Breast Milk Often Considered ‘Liquid Gold’
The benefits of breast milk are well documented: immunity against disease, food allergies, skin conditions. Breastfeeding might make your baby smarter, lower her risk of SIDS and protect her from obesity.
But faced with two options: milk from someone other than the mother, or formula, Allison Oeding, registered dietitian and breast feeding coordinator, says formula would be the better option.
“Informal breast milk sharing puts that baby at medical risk,” Oeding says. “There’s bacteria in that breast milk. HIV and Tuberculosis can be transmitted to the baby through breast milk as well as illicit drugs, prescription medicine. So there’s really no way to know whether that baby is getting safe milk or not.”
There’s also no way to know whether the baby is even getting breast milk. It could be cow’s milk.
The study published this week in the journal Pediatrics found breast milk sold online was often contaminated because of problems with the way the milk was collected, stored or shipped.
One way to avoid contamination is to go through milk banks. They typically screen potential donors, evaluate the women for medical risk factors and give them a blood test. Then they pasteurize the milk and send it off to an independent lab for testing before providing it to babies.
Nearly three quarters of the samples taken for the Pediatrics study would have failed the standards established at milk banks, but the available supply is very limited.

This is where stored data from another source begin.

//! Channel registry
//!
//! One slot per (channel id, direction) holding three node lists
//! over the shared [`NodeArena`]:
//!
//! | list      | TX meaning                          | RX meaning                         |
//! |-----------|-------------------------------------|------------------------------------|
//! | free      | empty buffers for the application   | empty buffers for the application  |
//! | ongoing   | filled buffers waiting to be framed | empty buffers waiting for payloads |
//! | finish    | sent buffers awaiting notification  | received payloads awaiting notify  |
//!
//! A channel initialised with `count == 0` owns no pool; the application
//! brings its own nodes and gets them back through the finish list.

use crate::config::{MAX_CHANNELS, MAX_TX_PAYLOAD};
use crate::error::{Result, SdioError};
use crate::pool::{List, NodeArena, NodeChain, NodeId, Owner};

// ── Keys ────────────────────────────────────────────────────────────────────

/// Logical channel id, validated against [`MAX_CHANNELS`].
#[derive(Debug, Clone, Copy, PartialEq, Eq, Hash, PartialOrd, Ord)]
#[cfg_attr(feature = "defmt", derive(defmt::Format))]
pub struct ChannelId(u8);

impl ChannelId {
    /// Validate a raw channel id.
    ///
    /// # Errors
    ///
    /// [`SdioError::InvalidChannel`] if `raw >= MAX_CHANNELS`.
    pub const fn new(raw: u8) -> Result<Self> {
        if (raw as usize) < MAX_CHANNELS {
            Ok(Self(raw))
        } else {
            Err(SdioError::InvalidChannel(raw))
        }
    }

    /// Raw id as carried on the wire.
    #[must_use]
    pub const fn get(self) -> u8 {
        self.0
    }

    /// Every valid channel id, ascending.
    #[allow(clippy::cast_possible_truncation)] // Safety: MAX_CHANNELS <= u8::MAX (const-asserted)
    pub fn all() -> impl Iterator<Item = Self> {
        (0..MAX_CHANNELS).map(|i| Self(i as u8))
    }

    const fn index(self) -> usize {
        self.0 as usize
    }
}

/// Transfer direction, named from the device's point of view.
#[derive(Debug, Clone, Copy, PartialEq, Eq, Hash)]
#[cfg_attr(feature = "defmt", derive(defmt::Format))]
pub enum Direction {
    /// Device → host
    Tx,
    /// Host → device
    Rx,
}

impl Direction {
    const fn index(self) -> usize {
        match self {
            Self::Tx => 0,
            Self::Rx => 1,
        }
    }
}

/// A (channel id, direction) pair.
#[derive(Debug, Clone, Copy, PartialEq, Eq, Hash)]
#[cfg_attr(feature = "defmt", derive(defmt::Format))]
pub struct ChannelKey {
    /// Channel id
    pub id: ChannelId,
    /// Direction
    pub dir: Direction,
}

impl ChannelKey {
    /// Build a key.
    #[must_use]
    pub const fn new(id: ChannelId, dir: Direction) -> Self {
        Self { id, dir }
    }
}
//! SDIO slave controller abstraction
//!
//! The transport engine never touches controller registers directly. It sees
//! the controller through [`SlaveBus`]: latched command fields, a handful of
//! interrupt sources, the data FIFO and a few control strobes. Clock setup,
//! pin muxing and electrical configuration stay with the board layer.

/// Snapshot of the controller's pending interrupt sources.
#[derive(Debug, Clone, Copy, PartialEq, Eq, Default)]
#[cfg_attr(feature = "defmt", derive(defmt::Format))]
pub struct InterruptStatus {
    /// A command was received and its response has been sent.
    pub cmd_response_end: bool,
    /// One block of device-to-host data left the FIFO.
    pub write_end: bool,
    /// Host-to-device data is waiting in the FIFO.
    pub data_received: bool,
}

impl InterruptStatus {
    /// No source pending.
    pub const NONE: Self = Self {
        cmd_response_end: false,
        write_end: false,
        data_received: false,
    };

    /// `true` when any source is pending.
    #[must_use]
    pub const fn any(&self) -> bool {
        self.cmd_response_end || self.write_end || self.data_received
    }
}

/// Individual interrupt source, used to acknowledge one flag at a time.
#[derive(Debug, Clone, Copy, PartialEq, Eq)]
#[cfg_attr(feature = "defmt", derive(defmt::Format))]
pub enum InterruptSource {
    /// Command response end
    CmdResponseEnd,
    /// Device-to-host block end
    WriteEnd,
    /// Host-to-device data available
    DataReceived,
}

/// SDIO slave controller as seen by the transport engine.
///
/// Word accessors move 32-bit little-endian words through the data FIFO.
/// Implementations must be usable from interrupt context: none of these
/// methods may block.
pub trait SlaveBus {
    /// Put the controller into slave mode and unmask the interrupt sources
    /// listed in [`InterruptSource`].
    fn configure(&mut self);

    /// Mask all interrupts and release the controller.
    fn shutdown(&mut self);

    /// Pending interrupt sources.
    fn interrupt_status(&self) -> InterruptStatus;

    /// Acknowledge one interrupt source.
    fn clear_interrupt(&mut self, source: InterruptSource);

    /// Index of the most recently latched command (52, 53, ...).
    fn command_index(&self) -> u8;

    /// Argument of the most recently latched command.
    fn command_argument(&self) -> u32;

    /// Re-arm the command path so the next command can be latched.
    fn arm_command(&mut self);

    /// Flush both directions of the data FIFO.
    fn reset_fifo(&mut self);

    /// Advertise `blocks` of pending device-to-host data (0 withdraws it).
    fn set_tx_length(&mut self, blocks: u32);

    /// Allow the controller to start clocking device-to-host data.
    fn enable_tx_transaction(&mut self);

    /// Data engine still busy with the previous transaction.
    fn is_busy(&self) -> bool;

    /// At least one received word can be read.
    fn read_ready(&self) -> bool;

    /// Pop one received word.
    fn read_word(&mut self) -> u32;

    /// At least one word of transmit space is free.
    fn write_ready(&self) -> bool;

    /// Push one word for transmission.
    fn write_word(&mut self, word: u32);
}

“We really operate on a medical needs basis,” Carissa Hawkins, spokeswoman for the Indiana Mother’s Milk Bank, says. “If a baby is sick, if a baby can’t tolerate formula, if a mother can’t make milk – those are scenarios where we would provide milk to a child or baby.”

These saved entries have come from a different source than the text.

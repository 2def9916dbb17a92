//! SDIO slave transport engine
//!
//! [`SdioSlave`] ties the channel registry, the framer and the staging rings
//! to a [`SlaveBus`], two [`DmaChannel`]s (one per direction) and a
//! [`HostNotifier`].
//!
//! # Execution model
//!
//! ```text
//!  bus IRQ ──▶ on_bus_interrupt ──try_send──▶ ┌─────────────┐
//!  DMA IRQ ──▶ on_dma_interrupt ──try_send──▶ │ event queue │──┐
//!                                             └─────────────┘  ├──▶ run() / poll()
//!  application ── submit_write / push_ongoing ──▶ TX wake signal ─┘        │
//!                                                                           ▼
//!                                                         callbacks (no lock held)
//! ```
//!
//! The interrupt handlers only decode and enqueue. Application TX requests
//! never take a queue slot; any number of them collapse into one wake-up,
//! so the queue is left to the host's commands.
//!
//! State is split in two:
//!
//! - the bus context (controller, notifier, protocol state, block counter,
//!   statistics) sits behind a critical-section mutex. It is the only state
//!   interrupt handlers touch, and the worker locks it once per register
//!   access or counter update;
//! - the core (registry, pipelines, DMA channels) sits behind an async
//!   mutex, so framing, reassembly and FIFO copies run with interrupts
//!   enabled.
//!
//! Synchronous calls that find the core held by another context return
//! [`SdioError::Busy`]. Code needing both always takes the core first.
//!
//! Construction is `const`, so the engine can live in a `static` shared by
//! the interrupt handlers and the worker task.

use core::cell::RefCell;

use embassy_futures::select::{select, Either};
use embassy_sync::blocking_mutex::raw::CriticalSectionRawMutex;
use embassy_sync::blocking_mutex::Mutex;
use embassy_sync::channel::Channel;
use embassy_sync::mutex::Mutex as AsyncMutex;
use embassy_sync::signal::Signal;
use embassy_time::{with_timeout, Duration};
use platform::{DmaChannel, InterruptSource, InterruptStatus, SlaveBus};

use crate::channel::{ChannelCallback, ChannelId, ChannelKey, ChannelRegistry, Direction};
use crate::command::{Command, HostOp};
use crate::config::{DataPath, DriverConfig, DEFAULT_TX_CREDITS, EVENT_QUEUE_DEPTH, MAX_CHANNELS};
use crate::error::{Result, SdioError};
use crate::handshake::HostNotifier;
use crate::pipeline::{RxPipeline, RxSummary, TxPipeline};
use crate::pool::{NodeChain, NodeId, Owner};
use crate::protocol::{BusState, Event, ProtocolState};
use crate::semaphore::Credits;

type CsMutex<T> = Mutex<CriticalSectionRawMutex, RefCell<T>>;

#[allow(clippy::declare_interior_mutable_const)] // only used as an array initialiser
const NO_CREDITS: Credits = Credits::new();

/// Running counters, readable with [`SdioSlave::stats`].
#[derive(Debug, Clone, Copy, PartialEq, Eq, Default)]
#[cfg_attr(feature = "defmt", derive(defmt::Format))]
pub struct DriverStats {
    /// Interrupt events lost to a full queue
    pub dropped_events: u32,
    /// Host/device disagreements (block counts, truncated streams, refused
    /// commands)
    pub desyncs: u32,
    /// Commands other than CMD52/CMD53
    pub unknown_commands: u32,
    /// CMD53 transfers refused (open-ended block mode)
    pub rejected_commands: u32,
    /// Transfers aborted because the controller stayed busy
    pub hw_timeouts: u32,
    /// RX payloads dropped for lack of a destination buffer
    pub skipped_payloads: u32,
    /// Frames read by the host
    pub tx_packets: u32,
    /// Host writes received
    pub rx_packets: u32,
}

impl DriverStats {
    const ZERO: Self = Self {
        dropped_events: 0,
        desyncs: 0,
        unknown_commands: 0,
        rejected_commands: 0,
        hw_timeouts: 0,
        skipped_payloads: 0,
        tx_packets: 0,
        rx_packets: 0,
    };
}

fn bump(counter: &mut u32) {
    *counter = counter.saturating_add(1);
}

fn add(counter: &mut u32, n: usize) {
    *counter = counter.saturating_add(u32::try_from(n).unwrap_or(u32::MAX));
}

/// Driver lifecycle.
#[derive(Debug, Clone, Copy, PartialEq, Eq)]
enum Lifecycle {
    Down,
    Up,
    LowPower,
}

struct BusContext<B, N> {
    bus: B,
    notifier: N,
    state: ProtocolState,
    /// Blocks of the current host read not yet clocked out.
    tx_blocks_left: usize,
    stats: DriverStats,
}

impl<B: SlaveBus, N: HostNotifier> BusContext<B, N> {
    /// Close a data transaction in `dir` and wait for the next command.
    fn rearm(&mut self, dir: Direction) {
        self.bus.reset_fifo();
        self.bus.arm_command();
        self.state.step(dir, BusState::BlockComplete);
        self.state.step(dir, BusState::CmdWait);
    }

    /// Give up on a command the worker will never see.
    fn refuse(&mut self, dir: Direction) {
        bump(&mut self.stats.desyncs);
        self.bus.reset_fifo();
        self.bus.arm_command();
        self.state.step(dir, BusState::CmdWait);
    }
}

/// Worker-side handle on the bus context. Every call takes the
/// critical section for just that access.
struct Shared<'a, B, N> {
    cell: &'a CsMutex<BusContext<B, N>>,
}

impl<B, N> Clone for Shared<'_, B, N> {
    fn clone(&self) -> Self {
        *self
    }
}

impl<B, N> Copy for Shared<'_, B, N> {}

impl<B, N> Shared<'_, B, N> {
    fn with<R>(&self, f: impl FnOnce(&mut BusContext<B, N>) -> R) -> R {
        self.cell.lock(|c| f(&mut c.borrow_mut()))
    }

    fn count(&self, pick: impl FnOnce(&mut DriverStats) -> &mut u32) {
        self.with(|c| bump(pick(&mut c.stats)));
    }
}
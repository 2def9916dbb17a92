//! Loop-back harness: plays the SDIO host against the mocks.
#![allow(dead_code)]
#![allow(clippy::expect_used)]
#![allow(clippy::indexing_slicing)]
#![allow(clippy::arithmetic_side_effects)]
#![allow(clippy::cast_possible_truncation)]

use std::sync::{Arc, Mutex};

use platform::mocks::{MockBus, MockDma};
use sdio_slave::command::{Cmd53, HostOp, CMD53};
use sdio_slave::config::BLOCK_SIZE;
use sdio_slave::wire::{self, HeaderWord, PayloadHeader, PAYLOAD_HEADER_LEN};
use sdio_slave::{ChannelCallback, ChannelId, Direction, DriverConfig, NodeChain, NodeId, SdioSlave};

pub const NODES: usize = 32;
pub const NODE_BYTES: usize = 1024;

pub type Slave<N = ()> = SdioSlave<MockBus, MockDma, N, NODES, NODE_BYTES>;

pub fn ch(id: u8) -> ChannelId {
    ChannelId::new(id).expect("valid channel id")
}

/// A decoded payload record as the host sees it.
#[derive(Debug, Clone, PartialEq, Eq)]
pub struct Record {
    pub channel: u8,
    pub subtype: u8,
    pub data: Vec<u8>,
}

impl Record {
    pub fn new(channel: u8, subtype: u8, data: &[u8]) -> Self {
        Self {
            channel,
            subtype,
            data: data.to_vec(),
        }
    }
}

/// Encode records into a host → device packet, end word included, padded to
/// whole blocks.
pub fn build_packet(records: &[Record]) -> Vec<u8> {
    let mut out = Vec::new();
    for r in records {
        let header = PayloadHeader {
            len: r.data.len() as u16,
            channel: r.channel,
            subtype: r.subtype,
        };
        out.extend_from_slice(&header.pack());
        out.extend_from_slice(&r.data);
        out.resize(wire::align4(out.len()), 0);
    }
    out.extend_from_slice(&wire::end_word());
    let padded = out.len().div_ceil(BLOCK_SIZE) * BLOCK_SIZE;
    out.resize(padded, 0);
    out
}

/// Decode a device → host frame.
pub fn parse_frame(frame: &[u8]) -> Vec<Record> {
    let mut records = Vec::new();
    let mut pos = 0;
    while pos + PAYLOAD_HEADER_LEN <= frame.len() {
        match wire::unpack(&frame[pos..]) {
            Some(HeaderWord::Payload(h)) => {
                let start = pos + PAYLOAD_HEADER_LEN;
                let end = start + usize::from(h.len);
                records.push(Record::new(h.channel, h.subtype, &frame[start..end]));
                pos = start + wire::align4(usize::from(h.len));
            }
            _ => break,
        }
    }
    records
}

/// Callback that records every notification it receives.
pub fn recorder() -> (ChannelCallback, Arc<Mutex<Vec<(ChannelId, NodeChain)>>>) {
    let seen = Arc::new(Mutex::new(Vec::new()));
    let sink = Arc::clone(&seen);
    let cb: ChannelCallback = Box::leak(Box::new(move |id: ChannelId, chain: NodeChain| {
        sink.lock().expect("recorder lock").push((id, chain));
    }));
    (cb, seen)
}

/// Engine plus the host end of its mocks.
pub struct Host<N: sdio_slave::HostNotifier = ()> {
    pub bus: MockBus,
    pub tx_dma: MockDma,
    pub rx_dma: MockDma,
    pub slave: Box<Slave<N>>,
}

impl Host<()> {
    pub fn new(config: DriverConfig) -> Self {
        Self::with_notifier(config, ())
    }
}

impl<N: sdio_slave::HostNotifier> Host<N> {
    pub fn with_notifier(config: DriverConfig, notifier: N) -> Self {
        let bus = MockBus::new();
        let tx_dma = MockDma::new(&bus);
        let rx_dma = MockDma::new(&bus);
        let slave = Box::new(SdioSlave::new(
            bus.clone(),
            tx_dma.clone(),
            rx_dma.clone(),
            notifier,
            config,
        ));
        slave.init().expect("init");
        Self {
            bus,
            tx_dma,
            rx_dma,
            slave,
        }
    }

    /// Run the worker until nothing is left, delivering RX DMA completions.
    pub fn settle(&self) {
        loop {
            self.slave.poll();
            if self.rx_dma.take_completion() {
                self.slave.on_dma_interrupt(Direction::Rx);
            } else {
                break;
            }
        }
    }

    /// Latch a command and run its interrupt.
    pub fn command(&self, index: u8, argument: u32) {
        self.bus.latch_command(index, argument);
        self.slave.on_bus_interrupt();
    }

    /// Host writes `packet` (already block padded) in block mode.
    pub fn host_write(&self, packet: &[u8]) {
        let blocks = packet.len().div_ceil(BLOCK_SIZE);
        self.bus.host_write(packet);
        self.command(CMD53, Cmd53::new(HostOp::Write, 1, true, 0, blocks as u16).0);
        self.settle();
    }

    /// Host reads whatever the device advertises. `None` if nothing is.
    pub fn host_read(&self) -> Option<Vec<u8>> {
        self.settle();
        let blocks = self.bus.tx_length_blocks();
        if blocks == 0 {
            return None;
        }
        Some(self.host_read_blocks(blocks as u16))
    }

    /// Host reads exactly `blocks`, whatever was advertised.
    pub fn host_read_blocks(&self, blocks: u16) -> Vec<u8> {
        self.command(CMD53, Cmd53::new(HostOp::Read, 1, true, 0, blocks).0);
        self.settle();
        for _ in 0..blocks {
            self.bus.raise_write_end();
            self.slave.on_bus_interrupt();
        }
        self.settle();
        self.bus.take_host_bytes()
    }

    /// Initialise an RX channel and queue all of its buffers.
    pub fn ready_rx(&self, id: u8, count: usize, size: usize) {
        let c = ch(id);
        self.slave
            .init_channel(c, Direction::Rx, count, size)
            .expect("init rx");
        for _ in 0..count {
            let (node, _) = self.slave.pop_free_node(c, Direction::Rx).expect("free");
            self.slave
                .push_ongoing_node(c, Direction::Rx, node)
                .expect("queue rx");
        }
    }

    /// Drain an RX channel's finish list as records.
    pub fn take_rx(&self, id: u8) -> Vec<Record> {
        let c = ch(id);
        let mut out = Vec::new();
        while let Ok(node) = self.slave.pop_finish_node(c, Direction::Rx) {
            out.push(self.record_of(id, node));
        }
        out
    }

    pub fn record_of(&self, id: u8, node: NodeId) -> Record {
        let mut buf = vec![0u8; NODE_BYTES];
        let n = self.slave.read_node(node, &mut buf).expect("read node");
        let (_, subtype) = self.slave.node_len(node).expect("node len");
        Record::new(id, subtype, &buf[..n])
    }

    /// Fill a free TX node with `data`, returning it as a one-node chain.
    pub fn tx_node(&self, id: u8, subtype: u8, data: &[u8]) -> NodeChain {
        let (node, _) = self
            .slave
            .pop_free_node(ch(id), Direction::Tx)
            .expect("free tx node");
        self.slave.fill_node(node, subtype, data).expect("fill");
        NodeChain::single(node)
    }
}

But there are some obstacles to buying milk from a milk bank.
Kachelmeyer says before she ever posted an ad online looking for milk she did reach out to a milk bank but she couldn’t afford it. At the time her baby Paige was drinking about 24 ounces a day and at $7 an ounce it would have cost more than $5,000 a month just for her milk.
“She is over a year now,” she says. “Breast milk the whole way and I never would have been able to do it without the donor milk.”
Key Differences Between Purchased, Donated Milk
Kachelmeyer says there are a couple key things that separate her situation from the cases highlighted in the study. She doesn’t pay for milk and she was able to build a relationship with Niebrugge, the donor mother.
“I was able to come here,” Kachelmeyer says as she sits in Niebrugge’s kitchen. “See her baby, see that her baby was healthy. I would have been able to smell if there was a lot of cigarette smoke, you can smell if there is a lot of alcohol. She friended me on Facebook.”
Niebrugge says even though she doesn’t agree with everything in the study, she is glad the article came out.
“I know milk sharing is kind of a totally new thing that people are learning about,” she says. “I feel like it’s going to shed light on it. At first I was pretty heartbroken about it because I work really hard and a lot of people don’t understand what goes into it. I get up in the middle of the night even after my son has eaten to pump. I pump while I’m at work and I am doing all of this pumping and it’s not for my son.”